Despite vote counts that indicated it could pass the full New York state senate this month, the Gender Expression Non-Discrimination Act, which would protect against discrimination on the basis of gender identity and expression in areas like housing and employment, died Tuesday morning in the senate judiciary committee. The committee vote was 11-12, with all Republicans voting against the bill, joined by Democratic state senator Ruben Diaz, Sr. of the Bronx.
According to an e-mail announcement to supporters Tuesday from the Empire State Pride Agenda, the state’s leading LGBT lobbying group, “Today the Senate Judiciary Committee took up the Gender Expression Non-Discrimination Act (GENDA) and failed to move it forward by a vote of 11-12. All the Republican Senators on the Committee voted against it, as did Senator Ruben Diaz as the lone Democrat vote in dissent. Some senators raised concerns about the use of bathrooms and other gender-segregated facilities, and a number of senators who voted against the bill expressed a willingness to support it if this issue could be sufficiently addressed. Committee Chair John Sampson promised to take these concerns back to the prime sponsor of the bill, Senator Tom Duane, for discussion.”
The vote delivers a major disappointment to transgender advocates. As recently as last week, many believed they had enough votes — 32 — to pass the measure in the narrowly divided senate. GENDA already has passed the assembly, where Democrats hold firm control.
Hopes increased over the weekend, when Democratic leader John Sampson moved the bill from the investigations and government operations committee to the judiciary committee, which he chairs.
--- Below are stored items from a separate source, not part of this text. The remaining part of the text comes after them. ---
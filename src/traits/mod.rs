//! Core traits for building and consuming errors.
//!
//! - [`IntoCause`]: Conversion trait for anything accepted by
//!   [`ErrorBuilder::caused_by`](crate::ErrorBuilder::caused_by)
//! - [`SentinelResultExt`]: Bridges `Result<T, ErrorValue>` back to the
//!   sentinel-plus-error-slot convention
//! - [`ResultExt`]: Adds a layer of description to an `Err` in place
//! - [`FromErrorValue`]: Factory for already-failed results and futures
//!
//! # Examples
//!
//! ```
//! use control_core_error::traits::{IntoCause, SentinelResultExt};
//! use control_core_error::ErrorBuilder;
//!
//! let none: Option<control_core_error::ErrorValue> = None;
//! assert!(none.into_cause().is_none());
//!
//! let mut slot = None;
//! let ok = ErrorBuilder::new().describe("nope").no_logging().fail_bool().or_sentinel(&mut slot);
//! assert!(!ok);
//! assert!(slot.is_some());
//! ```

pub mod from_error_value;
pub mod into_cause;
pub mod result_ext;

pub use from_error_value::FromErrorValue;
pub use into_cause::IntoCause;
pub use result_ext::{ResultExt, SentinelResultExt};
//! The immutable error record produced by [`ErrorBuilder`](crate::ErrorBuilder).
//!
//! An [`ErrorValue`] carries a domain, a numeric code, a rendered message,
//! the raw description frames that produced it, an optional nested cause and
//! a snapshot of diagnostic metadata. Once built it never changes; wrapping
//! it in a further layer of context means building a new value caused by it.

use std::borrow::Cow;

use crate::types::{ErrorVec, ExtraInfo};
#[cfg(feature = "serde")]
use serde::{Deserialize, Serialize};

mod chain;
mod traits;

pub use chain::Chain;

/// Domain assigned to errors that never call `in_domain`.
pub const DEFAULT_DOMAIN: &str = "com.control-core.error";

/// Code assigned to errors that never call `code`.
pub const DEFAULT_CODE: i64 = 0;

/// Domain used when converting foreign `std::error::Error` values.
pub const FOREIGN_DOMAIN: &str = "std::error";

/// Domain used for converted `std::io::Error` values.
pub const IO_DOMAIN: &str = "std::io";

/// Structured, immutable error.
#[must_use]
#[cfg_attr(feature = "serde", derive(Serialize, Deserialize))]
#[derive(Debug, Clone, PartialEq)]
pub struct ErrorValue {
    pub(crate) domain: Cow<'static, str>,
    pub(crate) code: i64,
    pub(crate) message: String,
    pub(crate) descriptions: ErrorVec<String>,
    pub(crate) cause: Option<Box<ErrorValue>>,
    pub(crate) extra_info: ExtraInfo,
}

impl ErrorValue {
    /// Creates a bare error with a single description and no cause.
    ///
    /// Nothing is logged; use [`ErrorBuilder`](crate::ErrorBuilder) when the
    /// error should be reported.
    pub fn new(domain: impl Into<Cow<'static, str>>, code: i64, message: impl Into<String>) -> Self {
        let message = message.into();
        let mut descriptions = ErrorVec::new();
        if !message.is_empty() {
            descriptions.push(message.clone());
        }
        Self {
            domain: domain.into(),
            code,
            message,
            descriptions,
            cause: None,
            extra_info: ExtraInfo::new(),
        }
    }

    /// Converts a foreign error, following its `source()` chain.
    ///
    /// An `ErrorValue` anywhere in the chain (for instance one that travelled
    /// through a `Box<dyn Error>`) is cloned as is, since its `Display`
    /// already renders its own causes.
    pub fn from_std_error(error: &(dyn std::error::Error + 'static)) -> Self {
        if let Some(value) = error.downcast_ref::<ErrorValue>() {
            return value.clone();
        }
        let cause = error.source().map(|source| Box::new(Self::from_std_error(source)));
        let description = error.to_string();
        let message = match &cause {
            Some(inner) if !inner.message.is_empty() => {
                format!("{description}\n{}", inner.message)
            },
            _ => description.clone(),
        };
        let mut descriptions = ErrorVec::new();
        descriptions.push(description);
        Self {
            domain: Cow::Borrowed(FOREIGN_DOMAIN),
            code: DEFAULT_CODE,
            message,
            descriptions,
            cause,
            extra_info: ExtraInfo::new(),
        }
    }

    #[inline]
    pub fn domain(&self) -> &str {
        &self.domain
    }

    #[inline]
    pub fn code(&self) -> i64 {
        self.code
    }

    /// The rendered message, including the cause chain when the error was
    /// built with recursive description.
    #[inline]
    pub fn message(&self) -> &str {
        &self.message
    }

    /// Description frames of this error only, oldest first.
    #[inline]
    pub fn descriptions(&self) -> &[String] {
        &self.descriptions
    }

    #[inline]
    pub fn cause(&self) -> Option<&ErrorValue> {
        self.cause.as_deref()
    }

    #[inline]
    pub fn extra_info(&self) -> &ExtraInfo {
        &self.extra_info
    }

    /// Iterates from this error down to the innermost cause.
    #[inline]
    pub fn chain(&self) -> Chain<'_> {
        Chain::new(self)
    }

    /// The innermost error of the chain; `self` when there is no cause.
    pub fn root_cause(&self) -> &ErrorValue {
        self.chain().last().unwrap_or(self)
    }

    #[inline]
    pub fn is_in_domain(&self, domain: &str) -> bool {
        self.domain == domain
    }

    #[inline]
    pub fn has_code(&self, code: i64) -> bool {
        self.code == code
    }

    /// Returns a builder for customizing how the error chain is rendered.
    #[must_use]
    #[inline]
    pub fn fmt(&self) -> crate::types::error_formatter::ErrorFormatBuilder<'_> {
        crate::types::error_formatter::ErrorFormatBuilder::new(self)
    }
}
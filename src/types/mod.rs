//! Error types and utilities.
//!
//! This module provides the immutable [`ErrorValue`] record, its diagnostic
//! metadata, rendering helpers, and the sentinel values used by the fail
//! terminals.
//!
//! # Examples
//!
//! ```
//! use control_core_error::ErrorBuilder;
//!
//! let err = ErrorBuilder::new()
//!     .describe("failed to boot")
//!     .in_domain("Sim")
//!     .code(7)
//!     .no_logging()
//!     .build();
//!
//! println!("{}", err.fmt());
//! // Output: failed to boot (domain: Sim, code: 7)
//! ```
use smallvec::SmallVec;

pub mod error_formatter;
pub mod error_value;
pub mod extra_info;
pub mod sentinel;

pub use error_value::*;
pub use extra_info::*;
pub use sentinel::*;

/// SmallVec-backed collection used for description frames and metadata.
///
/// Uses inline storage for up to 2 elements to avoid heap allocations in the
/// common case of one or two descriptions.
pub type ErrorVec<E> = SmallVec<[E; 2]>;

/// Result alias that fails with an [`ErrorValue`].
pub type ErrorResult<T> = Result<T, ErrorValue>;

/// Result alias with a boxed [`ErrorValue`] for reduced stack size.
pub type BoxedErrorResult<T> = Result<T, Box<ErrorValue>>;
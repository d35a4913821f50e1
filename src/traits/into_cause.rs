//! Trait for converting values into an optional error cause.
//!
//! [`ErrorBuilder::caused_by`](crate::ErrorBuilder::caused_by) accepts any
//! [`IntoCause`], which lets call sites chain unconditionally whether or not
//! they have an upstream error in hand.
//!
//! # Implementations
//!
//! - `ErrorValue`, `&ErrorValue`, `Box<ErrorValue>` - Always a cause
//! - `Option<ErrorValue>`, `Option<&ErrorValue>` - `None` is a no-op
//! - `std::io::Error` - Converted into the `std::io` domain
//!
//! # Examples
//!
//! ```
//! use control_core_error::{traits::IntoCause, ErrorValue};
//!
//! let timeout = ErrorValue::new("Sim", 3, "timed out");
//! assert_eq!(timeout.clone().into_cause(), Some(timeout));
//! assert_eq!(None::<ErrorValue>.into_cause(), None);
//! ```
use crate::types::ErrorValue;

/// Converts a type into an optional cause for an [`ErrorValue`].
///
/// # Implementing for Custom Types
///
/// ```
/// use control_core_error::{traits::IntoCause, ErrorValue};
///
/// struct Timeout { seconds: u64 }
///
/// impl IntoCause for Timeout {
///     fn into_cause(self) -> Option<ErrorValue> {
///         Some(ErrorValue::new("Sim", 3, format!("timed out after {}s", self.seconds)))
///     }
/// }
/// ```
#[diagnostic::on_unimplemented(
    message = "`{Self}` cannot be used as an error cause",
    label = "this type does not implement `IntoCause`",
    note = "convert it with `ErrorValue::from_std_error` or implement `IntoCause` manually"
)]
pub trait IntoCause {
    /// Converts `self` into a cause; `None` leaves the builder unchanged.
    fn into_cause(self) -> Option<ErrorValue>;
}

impl IntoCause for ErrorValue {
    #[inline]
    fn into_cause(self) -> Option<ErrorValue> {
        Some(self)
    }
}

impl IntoCause for &ErrorValue {
    #[inline]
    fn into_cause(self) -> Option<ErrorValue> {
        Some(self.clone())
    }
}

impl IntoCause for Box<ErrorValue> {
    #[inline]
    fn into_cause(self) -> Option<ErrorValue> {
        Some(*self)
    }
}

impl IntoCause for Option<ErrorValue> {
    #[inline]
    fn into_cause(self) -> Option<ErrorValue> {
        self
    }
}

impl IntoCause for Option<&ErrorValue> {
    #[inline]
    fn into_cause(self) -> Option<ErrorValue> {
        self.cloned()
    }
}

impl IntoCause for std::io::Error {
    #[inline]
    fn into_cause(self) -> Option<ErrorValue> {
        Some(ErrorValue::from(self))
    }
}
Diaz, Sr. is a member of both committees.
“The assumption was that the man’s in charge of his people and that this would be a good thing for us,” transgender advocate Melissa Sklarz told The Advocate about Sampson's move.
"The senate was confused by bathrooms and dress codes and ignored the last 10 years of reality about trans people in America and stayed with the same tired lame cliches that never pan out in fact,” she said.
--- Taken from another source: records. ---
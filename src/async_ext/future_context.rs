//! A future paired with teardown work that runs once it completes.

use core::fmt;
use core::future::Future;
use core::pin::Pin;
use core::task::{Context, Poll};

use futures_core::future::FusedFuture;
use pin_project_lite::pin_project;

use super::FailedFuture;
use crate::traits::FromErrorValue;
use crate::types::{ErrorValue, ErrorVec};

type Teardown = Box<dyn FnOnce() + Send>;

pin_project! {
    /// Wraps a future together with a stack of teardown callbacks.
    ///
    /// When the inner future resolves, every registered teardown runs exactly
    /// once, most recently registered first, before the output is returned.
    ///
    /// # Cancel Safety
    ///
    /// Dropping a `FutureContext` before completion does not run its
    /// teardowns.
    ///
    /// # Examples
    ///
    /// ```rust
    /// use control_core_error::ErrorBuilder;
    ///
    /// # #[tokio::main(flavor = "current_thread")]
    /// # async fn main() {
    /// let result = ErrorBuilder::new()
    ///     .describe("simulator shutdown")
    ///     .no_logging()
    ///     .fail_future_context::<()>()
    ///     .on_teardown(|| println!("releasing simulator"))
    ///     .await;
    ///
    /// assert!(result.is_err());
    /// # }
    /// ```
    #[must_use = "futures do nothing unless polled"]
    pub struct FutureContext<Fut> {
        #[pin]
        future: Fut,
        teardowns: ErrorVec<Teardown>,
        finished: bool,
    }
}

impl<Fut> FutureContext<Fut> {
    #[inline]
    pub fn new(future: Fut) -> Self {
        Self { future, teardowns: ErrorVec::new(), finished: false }
    }

    /// Registers a callback to run when the inner future completes.
    #[inline]
    pub fn on_teardown<F>(mut self, teardown: F) -> Self
    where
        F: FnOnce() + Send + 'static,
    {
        self.teardowns.push(Box::new(teardown));
        self
    }

    #[inline]
    pub fn teardown_count(&self) -> usize {
        self.teardowns.len()
    }

    #[inline]
    pub fn get_ref(&self) -> &Fut {
        &self.future
    }
}

impl<Fut: Future> Future for FutureContext<Fut> {
    type Output = Fut::Output;

    fn poll(self: Pin<&mut Self>, cx: &mut Context<'_>) -> Poll<Self::Output> {
        let this = self.project();
        if *this.finished {
            return Poll::Pending;
        }

        let output = match this.future.poll(cx) {
            Poll::Ready(output) => output,
            Poll::Pending => return Poll::Pending,
        };

        *this.finished = true;
        while let Some(teardown) = this.teardowns.pop() {
            teardown();
        }
        Poll::Ready(output)
    }
}

impl<Fut: Future> FusedFuture for FutureContext<Fut> {
    #[inline]
    fn is_terminated(&self) -> bool {
        self.finished
    }
}

impl<T> FromErrorValue for FutureContext<FailedFuture<T>> {
    #[inline]
    fn from_error_value(error: ErrorValue) -> Self {
        Self::new(FailedFuture::new(error))
    }
}

impl<Fut: fmt::Debug> fmt::Debug for FutureContext<Fut> {
    fn fmt(&self, f: &mut fmt::Formatter<'_>) -> fmt::Result {
        f.debug_struct("FutureContext")
            .field("future", &self.future)
            .field("teardowns", &self.teardowns.len())
            .field("finished", &self.finished)
            .finish()
    }
}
Duane, the openly gay sponsor of GENDA, said that he was "very angry and extremely disturbed" about the committee's vote. The Manhattan Democrat said the decision to take the bill through committee ran counter to his preferred strategy, which would have been to put the bill through the rules committee and get it to the floor immediately for a vote.
"The decsion to put the bill through judiciary was not my strategy," he said just hours after the loss. "It was the strategy that was supported by the advocates and the highest levels of senate Democratic leadesrship. I had misgivings about putting it through a committee for exactly the reasons that it failed. However, now it is yet again clear that homophobia and transphobia is a virulent disease within the New York state senate and once again it’s shown its ugly face.”
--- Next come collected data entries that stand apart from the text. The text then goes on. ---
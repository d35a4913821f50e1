//! Format-string shortcuts for descriptions.
//!
//! - [`macro@crate::describe`] - Appends a formatted description frame to a builder.
//! - [`macro@crate::error_for_format`] - Builds a default-domain error from a
//!   format string in one step.
//!
//! Both go through `format_args!`, so a malformed format string or a
//! mismatched argument list is a compile error rather than a runtime one.
//!
//! # Examples
//!
//! ```
//! use control_core_error::{describe, error_for_format, ErrorBuilder};
//!
//! let udid = "A1B2";
//! let err = describe!(ErrorBuilder::new().no_logging(), "simulator {} not found", udid).build();
//! assert_eq!(err.message(), "simulator A1B2 not found");
//!
//! let err = error_for_format!("{} of {} devices busy", 3, 4);
//! assert_eq!(err.message(), "3 of 4 devices busy");
//! ```

/// Appends a formatted description to an [`ErrorBuilder`](crate::ErrorBuilder).
///
/// The first argument is the builder expression; the rest are passed to
/// `format_args!`.
///
/// # Examples
///
/// ```
/// use control_core_error::{describe, ErrorBuilder};
///
/// let attempts = 3;
/// let builder = describe!(ErrorBuilder::new(), "gave up after {attempts} attempts");
/// assert_eq!(builder.descriptions(), ["gave up after 3 attempts"]);
/// ```
#[macro_export]
macro_rules! describe {
    ($builder:expr, $($arg:tt)+) => {
        $builder.describe_format(::core::format_args!($($arg)+))
    };
}

/// Builds a default-domain [`ErrorValue`](crate::ErrorValue) from a format
/// string, logging it like any other build.
///
/// # Examples
///
/// ```
/// use control_core_error::error_for_format;
///
/// let path = "/tmp/sim.plist";
/// let err = error_for_format!("could not read {}", path);
/// assert_eq!(err.message(), "could not read /tmp/sim.plist");
/// ```
#[macro_export]
macro_rules! error_for_format {
    ($($arg:tt)+) => {
        $crate::ErrorBuilder::error_for_format(::core::format_args!($($arg)+))
    };
}
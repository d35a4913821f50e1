use control_core_error::{
    describe, BuilderConfig, ErrorBuilder, ErrorValue, InfoValue, DEFAULT_CODE, DEFAULT_DOMAIN,
};

mod constructors;

fn quiet() -> ErrorBuilder {
    ErrorBuilder::new().no_logging()
}

fn timeout() -> ErrorValue {
    ErrorValue::new("Sim", 3, "timed out waiting for launchd")
}

#[test]
fn descriptions_appear_in_call_order() {
    let err = quiet().describe("first").describe("second").describe("third").build();

    assert_eq!(err.message(), "first\nsecond\nthird");
    assert_eq!(err.descriptions(), ["first", "second", "third"]);
}

#[test]
fn describe_format_renders_then_appends() {
    let count = 2;
    let err = describe!(quiet().describe("booting"), "{count} simulators busy").build();

    assert_eq!(err.message(), "booting\n2 simulators busy");
}

#[test]
fn none_cause_is_a_no_op() {
    let cause = timeout();
    let err = quiet().caused_by(&cause).caused_by(None::<ErrorValue>).build();

    assert_eq!(err.cause(), Some(&cause));
}

#[test]
fn later_cause_replaces_earlier_one() {
    let first = ErrorValue::new("a", 1, "first cause");
    let second = ErrorValue::new("b", 2, "second cause");
    let err = quiet().caused_by(first).caused_by(second.clone()).build();

    assert_eq!(err.cause(), Some(&second));
    assert_eq!(err.message(), "second cause");
}

#[test]
fn recursive_message_includes_cause_chain() {
    let inner = quiet().describe("launchd unreachable").build();
    let middle = quiet().describe("timed out").caused_by(inner).build();
    let err = quiet().describe("failed to boot").caused_by(middle).build();

    assert_eq!(err.message(), "failed to boot\ntimed out\nlaunchd unreachable");
}

#[test]
fn non_recursive_message_has_only_outer_descriptions() {
    let err = quiet().describe("failed to boot").caused_by(timeout()).no_recursive_description().build();

    assert_eq!(err.message(), "failed to boot");
    assert!(err.cause().is_some());
}

#[test]
fn recursive_flag_is_last_write_wins() {
    let err = quiet()
        .describe("outer")
        .caused_by(timeout())
        .no_recursive_description()
        .recursive_description()
        .build();

    assert!(err.message().ends_with("timed out waiting for launchd"));
}

#[test]
fn extra_info_last_write_wins_per_key() {
    let err = quiet().extra_info("udid", "A1").extra_info("pid", 42).extra_info("udid", "B2").build();

    assert_eq!(err.extra_info().get("udid"), Some(&InfoValue::from("B2")));
    assert_eq!(err.extra_info().get("pid"), Some(&InfoValue::Int(42)));
    assert_eq!(err.extra_info().len(), 2);
}

#[test]
fn domain_and_code_overrides() {
    let err = quiet().in_domain("X").code(5).build();
    assert_eq!(err.domain(), "X");
    assert_eq!(err.code(), 5);

    let err = quiet().in_domain("X").in_domain("Y").code(5).code(9).build();
    assert_eq!(err.domain(), "Y");
    assert_eq!(err.code(), 9);
}

#[test]
fn runtime_built_domains_are_accepted_by_reference() {
    let domain = format!("com.sim.{}", "boot");

    let err = quiet().in_domain(&domain).build();
    assert_eq!(err.domain(), "com.sim.boot");

    let config = BuilderConfig::quiet().with_domain(domain.as_str());
    let err = ErrorBuilder::with_config(config).describe("x").build();
    assert_eq!(err.domain(), domain);
}

#[test]
fn unset_domain_and_code_take_defaults() {
    let err = quiet().describe("plain").build();

    assert_eq!(err.domain(), DEFAULT_DOMAIN);
    assert_eq!(err.code(), DEFAULT_CODE);
}

#[test]
fn configuration_order_does_not_matter() {
    let a = quiet().code(7).describe("x").in_domain("Sim").extra_info("k", true).build();
    let b = quiet().extra_info("k", true).in_domain("Sim").describe("x").code(7).build();

    assert_eq!(a, b);
}

#[test]
fn config_presets_shape_the_message() {
    let single = ErrorBuilder::with_config(BuilderConfig::single_line().with_domain("Sim"))
        .no_logging()
        .describe("a")
        .caused_by(timeout())
        .build();
    assert_eq!(single.message(), "a | timed out waiting for launchd");
    assert_eq!(single.domain(), "Sim");

    let flat = ErrorBuilder::with_config(BuilderConfig::flat())
        .no_logging()
        .describe("a")
        .caused_by(timeout())
        .build();
    assert_eq!(flat.message(), "a");
}

#[test]
fn builder_exposes_state_before_termination() {
    let builder = quiet().describe("inspect").in_domain("Sim").code(4).caused_by(timeout());

    assert_eq!(builder.descriptions(), ["inspect"]);
    assert_eq!(builder.domain(), "Sim");
    assert_eq!(builder.error_code(), 4);
    assert_eq!(builder.cause(), Some(&timeout()));
}

#[test]
fn io_error_cause_is_converted() {
    let io = std::io::Error::new(std::io::ErrorKind::NotFound, "socket missing");
    let err = quiet().describe("connecting").caused_by(io).build();

    let cause = err.cause().unwrap();
    assert_eq!(cause.domain(), "std::io");
    assert_eq!(err.message(), "connecting\nsocket missing");
}
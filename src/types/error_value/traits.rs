use core::fmt::{self, Display};
use std::borrow::Cow;

use super::{ErrorValue, IO_DOMAIN};
use crate::types::error_formatter::ErrorFormatConfig;
use crate::types::{ErrorVec, ExtraInfo};

impl Display for ErrorValue {
    fn fmt(&self, f: &mut fmt::Formatter<'_>) -> fmt::Result {
        if !f.alternate() {
            return f.write_str(&self.message);
        }
        f.write_str(&ErrorFormatConfig::pretty().render(self))
    }
}

impl std::error::Error for ErrorValue {
    fn source(&self) -> Option<&(dyn std::error::Error + 'static)> {
        self.cause.as_deref().map(|cause| cause as &(dyn std::error::Error + 'static))
    }
}

impl From<std::io::Error> for ErrorValue {
    fn from(error: std::io::Error) -> Self {
        let message = error.to_string();
        let mut descriptions = ErrorVec::new();
        descriptions.push(message.clone());
        Self {
            domain: Cow::Borrowed(IO_DOMAIN),
            code: error.raw_os_error().map_or(0, i64::from),
            message,
            descriptions,
            cause: None,
            extra_info: ExtraInfo::new(),
        }
    }
}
While the Pride Agenda vowed to continue to lobby senators on GENDA through the end of session, Sklarz expressed pessimism that the long-awaited bill would pass the senate any time soon. Senators likely will come under pressure to make a second attempt on the marriage equality bill after this fall's election.
“My point of view is that 2011 will be all about marriage,” said Sklarz. “And so we will sit and wait. We thought 2010 would be our year.”